*Saved entries*.
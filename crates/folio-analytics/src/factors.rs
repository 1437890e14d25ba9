//! Alignment of portfolio returns with factor observations.

use std::collections::BTreeMap;

use serde::Serialize;
use time::Date;

use folio_core::{FactorSeries, ValidationError};

use crate::portfolio::PortfolioReturnSeries;

/// Column-parallel arrays restricted to the dates where both the portfolio
/// and the factor dataset have an observation.
#[derive(Debug, Clone, PartialEq, Serialize)]
pub struct AlignedFactorMatrix {
    pub dates: Vec<Date>,
    pub portfolio: Vec<f64>,
    pub market_excess: Vec<f64>,
    pub smb: Vec<f64>,
    pub hml: Vec<f64>,
    pub risk_free: Vec<f64>,
}

/// How much data the intersection discarded on each side.
#[derive(Debug, Clone, Copy, PartialEq, Eq, Serialize)]
pub struct FactorAlignmentMeta {
    pub method: &'static str,
    pub start: Date,
    pub end: Date,
    pub common_days: usize,
    pub portfolio_days: usize,
    pub factor_days: usize,
    pub portfolio_days_dropped: usize,
    pub factor_days_dropped: usize,
}

#[derive(Debug, Clone, PartialEq, Serialize)]
pub struct AlignedFactorData {
    pub matrix: AlignedFactorMatrix,
    pub meta: FactorAlignmentMeta,
}

/// Intersects portfolio and factor dates. Days present on only one side are
/// dropped and counted in the metadata so callers can see how much history
/// the regression actually uses.
pub fn align_portfolio_with_factors(
    portfolio: &PortfolioReturnSeries,
    factors: &FactorSeries,
) -> Result<AlignedFactorData, ValidationError> {
    let portfolio_by_date: BTreeMap<Date, f64> = portfolio
        .dates()
        .iter()
        .copied()
        .zip(portfolio.values().iter().copied())
        .collect();

    let mut dates = Vec::new();
    let mut portfolio_values = Vec::new();
    let mut market_excess = Vec::new();
    let mut smb = Vec::new();
    let mut hml = Vec::new();
    let mut risk_free = Vec::new();

    for bar in factors.bars() {
        if let Some(value) = portfolio_by_date.get(&bar.date) {
            dates.push(bar.date);
            portfolio_values.push(*value);
            market_excess.push(bar.market_excess);
            smb.push(bar.smb);
            hml.push(bar.hml);
            risk_free.push(bar.risk_free);
        }
    }

    if dates.is_empty() {
        return Err(ValidationError::EmptyIntersection);
    }

    let meta = FactorAlignmentMeta {
        method: "intersection",
        start: dates[0],
        end: dates[dates.len() - 1],
        common_days: dates.len(),
        portfolio_days: portfolio.len(),
        factor_days: factors.bars().len(),
        portfolio_days_dropped: portfolio.len() - dates.len(),
        factor_days_dropped: factors.bars().len() - dates.len(),
    };

    Ok(AlignedFactorData {
        matrix: AlignedFactorMatrix {
            dates,
            portfolio: portfolio_values,
            market_excess,
            smb,
            hml,
            risk_free,
        },
        meta,
    })
}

*Task instructions*. Copy out each record word for word.

*Solution to this exercise*.
filename crates/folio-analytics/src/factors.rs
repository 1437890e14d25ba9
//! Alignment of portfolio returns with factor observations.

use std::collections::BTreeMap;

use serde::Serialize;
use time::Date;

use folio_core::{FactorSeries, ValidationError};

use crate::portfolio::PortfolioReturnSeries;

/// Column-parallel arrays restricted to the dates where both the portfolio
/// and the factor dataset have an observation.
#[derive(Debug, Clone, PartialEq, Serialize)]
pub struct AlignedFactorMatrix {
    pub dates: Vec<Date>,
    pub portfolio: Vec<f64>,
    pub market_excess: Vec<f64>,
    pub smb: Vec<f64>,
    pub hml: Vec<f64>,
    pub risk_free: Vec<f64>,
}

/// How much data the intersection discarded on each side.
#[derive(Debug, Clone, Copy, PartialEq, Eq, Serialize)]
pub struct FactorAlignmentMeta {
    pub method: &'static str,
    pub start: Date,
    pub end: Date,
    pub common_days: usize,
    pub portfolio_days: usize,
    pub factor_days: usize,
    pub portfolio_days_dropped: usize,
    pub factor_days_dropped: usize,
}

#[derive(Debug, Clone, PartialEq, Serialize)]
pub struct AlignedFactorData {
    pub matrix: AlignedFactorMatrix,
    pub meta: FactorAlignmentMeta,
}

/// Intersects portfolio and factor dates. Days present on only one side are
/// dropped and counted in the metadata so callers can see how much history
/// the regression actually uses.
pub fn align_portfolio_with_factors(
    portfolio: &PortfolioReturnSeries,
    factors: &FactorSeries,
) -> Result<AlignedFactorData, ValidationError> {
    let portfolio_by_date: BTreeMap<Date, f64> = portfolio
        .dates()
        .iter()
        .copied()
        .zip(portfolio.values().iter().copied())
        .collect();

    let mut dates = Vec::new();
    let mut portfolio_values = Vec::new();
    let mut market_excess = Vec::new();
    let mut smb = Vec::new();
    let mut hml = Vec::new();
    let mut risk_free = Vec::new();

    for bar in factors.bars() {
        if let Some(value) = portfolio_by_date.get(&bar.date) {
            dates.push(bar.date);
            portfolio_values.push(*value);
            market_excess.push(bar.market_excess);
            smb.push(bar.smb);
            hml.push(bar.hml);
            risk_free.push(bar.risk_free);
        }
    }

    if dates.is_empty() {
        return Err(ValidationError::EmptyIntersection);
    }

    let meta = FactorAlignmentMeta {
        method: "intersection",
        start: dates[0],
        end: dates[dates.len() - 1],
        common_days: dates.len(),
        portfolio_days: portfolio.len(),
        factor_days: factors.bars().len(),
        portfolio_days_dropped: portfolio.len() - dates.len(),
        factor_days_dropped: factors.bars().len() - dates.len(),
    };

    Ok(AlignedFactorData {
        matrix: AlignedFactorMatrix {
            dates,
            portfolio: portfolio_values,
            market_excess,
            smb,
            hml,
            risk_free,
        },
        meta,
    })
}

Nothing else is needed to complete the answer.